Description of the task:
In the material below, the lines from the one containing "every successful replace." through the one containing "if req.method() == Method::OPTIONS" are to be given again exactly, ends included, and no others.

--------------------------------------------------

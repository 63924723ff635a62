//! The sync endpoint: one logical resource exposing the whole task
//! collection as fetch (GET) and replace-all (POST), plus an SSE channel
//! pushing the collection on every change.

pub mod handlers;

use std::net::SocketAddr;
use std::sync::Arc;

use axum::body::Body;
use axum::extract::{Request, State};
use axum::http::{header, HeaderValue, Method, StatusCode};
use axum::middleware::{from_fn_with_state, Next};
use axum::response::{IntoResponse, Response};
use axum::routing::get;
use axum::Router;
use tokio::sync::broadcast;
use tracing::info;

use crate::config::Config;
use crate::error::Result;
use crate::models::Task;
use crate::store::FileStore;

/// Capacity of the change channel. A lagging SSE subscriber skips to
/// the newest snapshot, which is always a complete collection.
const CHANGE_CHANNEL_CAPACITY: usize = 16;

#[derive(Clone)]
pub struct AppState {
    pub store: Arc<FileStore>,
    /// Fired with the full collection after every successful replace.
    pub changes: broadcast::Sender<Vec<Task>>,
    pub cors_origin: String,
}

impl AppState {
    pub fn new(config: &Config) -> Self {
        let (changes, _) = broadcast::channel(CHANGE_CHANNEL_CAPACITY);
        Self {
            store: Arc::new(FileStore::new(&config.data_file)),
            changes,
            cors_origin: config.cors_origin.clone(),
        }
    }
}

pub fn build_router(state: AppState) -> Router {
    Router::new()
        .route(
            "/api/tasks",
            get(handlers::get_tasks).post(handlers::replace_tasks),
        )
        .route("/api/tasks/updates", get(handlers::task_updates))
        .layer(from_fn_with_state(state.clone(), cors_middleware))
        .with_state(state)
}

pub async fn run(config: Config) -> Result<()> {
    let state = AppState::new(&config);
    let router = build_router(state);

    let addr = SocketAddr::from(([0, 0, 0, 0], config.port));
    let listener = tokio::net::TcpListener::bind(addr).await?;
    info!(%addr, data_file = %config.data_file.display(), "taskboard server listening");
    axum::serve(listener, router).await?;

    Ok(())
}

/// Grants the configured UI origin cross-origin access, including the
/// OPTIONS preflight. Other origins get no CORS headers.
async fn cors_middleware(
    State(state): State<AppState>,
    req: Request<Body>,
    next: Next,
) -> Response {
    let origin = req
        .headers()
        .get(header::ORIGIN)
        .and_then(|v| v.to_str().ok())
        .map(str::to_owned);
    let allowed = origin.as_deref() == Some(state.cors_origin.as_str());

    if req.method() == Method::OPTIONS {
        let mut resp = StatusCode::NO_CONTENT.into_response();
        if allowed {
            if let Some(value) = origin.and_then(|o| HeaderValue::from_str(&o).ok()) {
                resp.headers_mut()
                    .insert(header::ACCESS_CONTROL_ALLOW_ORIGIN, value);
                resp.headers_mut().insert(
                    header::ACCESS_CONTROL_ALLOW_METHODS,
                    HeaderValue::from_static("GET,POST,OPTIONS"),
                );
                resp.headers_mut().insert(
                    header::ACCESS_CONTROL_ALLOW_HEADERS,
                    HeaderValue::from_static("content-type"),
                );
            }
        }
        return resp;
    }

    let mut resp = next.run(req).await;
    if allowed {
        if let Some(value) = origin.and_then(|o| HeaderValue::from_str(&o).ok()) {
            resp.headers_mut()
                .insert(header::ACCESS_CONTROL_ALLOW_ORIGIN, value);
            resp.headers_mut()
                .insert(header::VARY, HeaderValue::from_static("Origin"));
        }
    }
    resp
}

--------------------------------------------------

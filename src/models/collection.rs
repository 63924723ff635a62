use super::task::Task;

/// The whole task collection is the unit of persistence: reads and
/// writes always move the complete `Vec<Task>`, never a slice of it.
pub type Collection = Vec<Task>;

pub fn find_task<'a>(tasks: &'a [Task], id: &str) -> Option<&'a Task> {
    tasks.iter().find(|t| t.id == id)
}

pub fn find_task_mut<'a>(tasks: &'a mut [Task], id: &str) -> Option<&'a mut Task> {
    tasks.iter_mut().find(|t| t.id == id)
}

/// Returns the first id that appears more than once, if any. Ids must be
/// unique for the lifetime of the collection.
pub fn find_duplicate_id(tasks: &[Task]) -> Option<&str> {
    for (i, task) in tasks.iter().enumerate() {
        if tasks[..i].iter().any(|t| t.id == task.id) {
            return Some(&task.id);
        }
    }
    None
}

--------------------------------------------------

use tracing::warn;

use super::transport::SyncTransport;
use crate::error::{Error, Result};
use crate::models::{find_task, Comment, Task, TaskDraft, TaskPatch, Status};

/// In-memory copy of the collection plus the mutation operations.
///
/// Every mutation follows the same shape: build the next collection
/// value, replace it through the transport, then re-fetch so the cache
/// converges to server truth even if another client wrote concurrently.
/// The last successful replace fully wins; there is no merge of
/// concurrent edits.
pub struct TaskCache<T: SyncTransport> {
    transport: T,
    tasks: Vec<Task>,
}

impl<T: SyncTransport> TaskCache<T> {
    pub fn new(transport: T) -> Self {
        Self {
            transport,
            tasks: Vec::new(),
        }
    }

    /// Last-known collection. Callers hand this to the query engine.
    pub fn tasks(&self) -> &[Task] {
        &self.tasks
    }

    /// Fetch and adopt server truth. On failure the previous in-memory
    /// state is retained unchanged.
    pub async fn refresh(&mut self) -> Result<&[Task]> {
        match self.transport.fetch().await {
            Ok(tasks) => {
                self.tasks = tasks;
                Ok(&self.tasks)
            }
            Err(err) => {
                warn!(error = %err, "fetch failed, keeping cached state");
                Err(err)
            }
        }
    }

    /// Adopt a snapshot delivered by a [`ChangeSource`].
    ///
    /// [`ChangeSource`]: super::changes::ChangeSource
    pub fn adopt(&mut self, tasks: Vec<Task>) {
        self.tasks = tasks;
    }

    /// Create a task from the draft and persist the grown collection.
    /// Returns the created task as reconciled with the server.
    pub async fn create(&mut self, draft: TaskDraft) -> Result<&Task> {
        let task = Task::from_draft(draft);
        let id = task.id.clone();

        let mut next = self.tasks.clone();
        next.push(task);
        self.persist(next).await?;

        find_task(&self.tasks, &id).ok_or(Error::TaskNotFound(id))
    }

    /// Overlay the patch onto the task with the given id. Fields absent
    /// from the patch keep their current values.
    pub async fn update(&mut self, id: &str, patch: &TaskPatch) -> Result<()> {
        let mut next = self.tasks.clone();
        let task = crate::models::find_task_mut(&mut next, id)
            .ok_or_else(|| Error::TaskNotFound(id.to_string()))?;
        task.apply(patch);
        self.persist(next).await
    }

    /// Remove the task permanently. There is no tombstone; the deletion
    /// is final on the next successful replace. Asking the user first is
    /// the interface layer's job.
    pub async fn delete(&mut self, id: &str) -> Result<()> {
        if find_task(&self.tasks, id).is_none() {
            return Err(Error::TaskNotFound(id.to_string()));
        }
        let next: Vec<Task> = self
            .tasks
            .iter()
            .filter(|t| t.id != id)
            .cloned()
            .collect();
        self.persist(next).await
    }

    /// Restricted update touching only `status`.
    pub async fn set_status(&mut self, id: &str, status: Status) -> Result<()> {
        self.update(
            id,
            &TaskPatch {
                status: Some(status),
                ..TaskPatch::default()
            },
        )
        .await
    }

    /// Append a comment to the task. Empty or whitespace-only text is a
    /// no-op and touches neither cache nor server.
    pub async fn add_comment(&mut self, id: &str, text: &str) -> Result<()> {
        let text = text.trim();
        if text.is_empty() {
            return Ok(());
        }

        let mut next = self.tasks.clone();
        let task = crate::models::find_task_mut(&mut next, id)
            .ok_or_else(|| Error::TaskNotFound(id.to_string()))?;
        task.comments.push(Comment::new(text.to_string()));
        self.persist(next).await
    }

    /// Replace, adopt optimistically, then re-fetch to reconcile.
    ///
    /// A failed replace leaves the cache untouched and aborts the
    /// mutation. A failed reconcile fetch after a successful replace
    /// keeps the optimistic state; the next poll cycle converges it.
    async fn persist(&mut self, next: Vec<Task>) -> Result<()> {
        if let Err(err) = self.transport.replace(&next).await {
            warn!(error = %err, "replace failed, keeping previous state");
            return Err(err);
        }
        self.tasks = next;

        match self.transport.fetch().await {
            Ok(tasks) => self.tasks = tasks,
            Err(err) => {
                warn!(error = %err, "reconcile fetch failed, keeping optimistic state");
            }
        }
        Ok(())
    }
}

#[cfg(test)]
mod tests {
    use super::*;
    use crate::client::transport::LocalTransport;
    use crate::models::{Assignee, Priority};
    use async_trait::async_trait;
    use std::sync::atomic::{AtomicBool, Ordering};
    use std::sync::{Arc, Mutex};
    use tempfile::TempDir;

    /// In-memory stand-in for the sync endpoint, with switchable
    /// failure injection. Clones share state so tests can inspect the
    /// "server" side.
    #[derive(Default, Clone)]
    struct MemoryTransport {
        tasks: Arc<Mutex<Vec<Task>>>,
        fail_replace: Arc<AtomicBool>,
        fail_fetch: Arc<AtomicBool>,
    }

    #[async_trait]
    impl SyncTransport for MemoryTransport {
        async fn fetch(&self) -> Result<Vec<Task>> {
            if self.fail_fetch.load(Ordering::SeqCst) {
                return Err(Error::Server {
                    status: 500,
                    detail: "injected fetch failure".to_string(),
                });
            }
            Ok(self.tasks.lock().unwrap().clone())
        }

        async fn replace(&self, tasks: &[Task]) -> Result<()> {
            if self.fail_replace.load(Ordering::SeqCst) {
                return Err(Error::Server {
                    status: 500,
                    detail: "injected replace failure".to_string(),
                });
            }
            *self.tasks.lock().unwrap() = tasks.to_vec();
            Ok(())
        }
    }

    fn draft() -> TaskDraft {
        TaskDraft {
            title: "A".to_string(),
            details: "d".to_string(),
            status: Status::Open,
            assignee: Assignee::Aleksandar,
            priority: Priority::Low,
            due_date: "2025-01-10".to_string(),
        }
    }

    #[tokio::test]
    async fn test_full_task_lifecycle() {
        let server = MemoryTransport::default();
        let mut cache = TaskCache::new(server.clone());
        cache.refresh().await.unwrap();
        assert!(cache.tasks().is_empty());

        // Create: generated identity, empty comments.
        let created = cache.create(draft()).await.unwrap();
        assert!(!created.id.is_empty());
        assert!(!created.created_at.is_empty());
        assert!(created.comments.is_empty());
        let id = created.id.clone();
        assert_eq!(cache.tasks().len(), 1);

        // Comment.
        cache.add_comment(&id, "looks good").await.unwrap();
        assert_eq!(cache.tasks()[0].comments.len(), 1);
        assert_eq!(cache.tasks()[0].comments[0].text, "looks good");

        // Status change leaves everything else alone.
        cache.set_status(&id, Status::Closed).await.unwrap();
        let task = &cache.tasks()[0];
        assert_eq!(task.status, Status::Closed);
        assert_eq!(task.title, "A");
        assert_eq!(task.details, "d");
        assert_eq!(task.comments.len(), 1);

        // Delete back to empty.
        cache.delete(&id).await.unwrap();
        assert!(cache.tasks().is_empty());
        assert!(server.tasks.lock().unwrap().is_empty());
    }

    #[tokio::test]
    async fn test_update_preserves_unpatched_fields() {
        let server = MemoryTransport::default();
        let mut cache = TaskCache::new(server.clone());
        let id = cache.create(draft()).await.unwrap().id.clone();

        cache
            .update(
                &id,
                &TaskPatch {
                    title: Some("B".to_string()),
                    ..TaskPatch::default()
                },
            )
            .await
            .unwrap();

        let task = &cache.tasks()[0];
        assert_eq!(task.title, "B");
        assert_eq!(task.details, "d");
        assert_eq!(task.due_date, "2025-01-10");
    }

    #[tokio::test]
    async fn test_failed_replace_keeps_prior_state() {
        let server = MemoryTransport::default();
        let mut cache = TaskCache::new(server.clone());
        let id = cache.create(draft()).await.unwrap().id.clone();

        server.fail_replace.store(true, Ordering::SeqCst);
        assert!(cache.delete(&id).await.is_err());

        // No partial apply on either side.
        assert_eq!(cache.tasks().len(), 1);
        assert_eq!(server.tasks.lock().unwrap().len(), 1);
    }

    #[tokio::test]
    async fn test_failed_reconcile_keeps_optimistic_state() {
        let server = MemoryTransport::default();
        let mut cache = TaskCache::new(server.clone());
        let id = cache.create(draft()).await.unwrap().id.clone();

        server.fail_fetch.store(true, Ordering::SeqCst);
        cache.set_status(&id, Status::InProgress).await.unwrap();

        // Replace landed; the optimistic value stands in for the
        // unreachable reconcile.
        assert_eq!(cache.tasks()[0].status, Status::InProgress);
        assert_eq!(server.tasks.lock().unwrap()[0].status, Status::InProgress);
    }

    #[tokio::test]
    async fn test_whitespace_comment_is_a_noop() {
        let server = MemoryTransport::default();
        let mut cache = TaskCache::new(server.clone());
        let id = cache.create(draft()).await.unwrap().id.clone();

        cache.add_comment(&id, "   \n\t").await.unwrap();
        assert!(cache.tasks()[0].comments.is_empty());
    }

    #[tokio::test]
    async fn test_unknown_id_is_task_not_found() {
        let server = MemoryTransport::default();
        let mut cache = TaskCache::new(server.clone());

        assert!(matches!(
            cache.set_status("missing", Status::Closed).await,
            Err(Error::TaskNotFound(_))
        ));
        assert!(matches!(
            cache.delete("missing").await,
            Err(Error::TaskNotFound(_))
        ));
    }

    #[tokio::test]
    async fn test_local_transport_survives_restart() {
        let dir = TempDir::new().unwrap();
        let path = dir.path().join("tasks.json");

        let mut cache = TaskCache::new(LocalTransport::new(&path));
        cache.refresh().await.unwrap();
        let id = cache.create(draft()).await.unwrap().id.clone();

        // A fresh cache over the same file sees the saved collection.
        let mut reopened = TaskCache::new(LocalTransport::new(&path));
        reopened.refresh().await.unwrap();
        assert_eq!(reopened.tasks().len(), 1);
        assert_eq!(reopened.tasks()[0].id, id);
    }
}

--------------------------------------------------

Solved problem:
    /// Fired with the full collection after every successful replace.
    pub changes: broadcast::Sender<Vec<Task>>,
    pub cors_origin: String,
}

impl AppState {
    pub fn new(config: &Config) -> Self {
        let (changes, _) = broadcast::channel(CHANGE_CHANNEL_CAPACITY);
        Self {
            store: Arc::new(FileStore::new(&config.data_file)),
            changes,
            cors_origin: config.cors_origin.clone(),
        }
    }
}

pub fn build_router(state: AppState) -> Router {
    Router::new()
        .route(
            "/api/tasks",
            get(handlers::get_tasks).post(handlers::replace_tasks),
        )
        .route("/api/tasks/updates", get(handlers::task_updates))
        .layer(from_fn_with_state(state.clone(), cors_middleware))
        .with_state(state)
}

pub async fn run(config: Config) -> Result<()> {
    let state = AppState::new(&config);
    let router = build_router(state);

    let addr = SocketAddr::from(([0, 0, 0, 0], config.port));
    let listener = tokio::net::TcpListener::bind(addr).await?;
    info!(%addr, data_file = %config.data_file.display(), "taskboard server listening");
    axum::serve(listener, router).await?;

    Ok(())
}

/// Grants the configured UI origin cross-origin access, including the
/// OPTIONS preflight. Other origins get no CORS headers.
async fn cors_middleware(
    State(state): State<AppState>,
    req: Request<Body>,
    next: Next,
) -> Response {
    let origin = req
        .headers()
        .get(header::ORIGIN)
        .and_then(|v| v.to_str().ok())
        .map(str::to_owned);
    let allowed = origin.as_deref() == Some(state.cors_origin.as_str());

    if req.method() == Method::OPTIONS {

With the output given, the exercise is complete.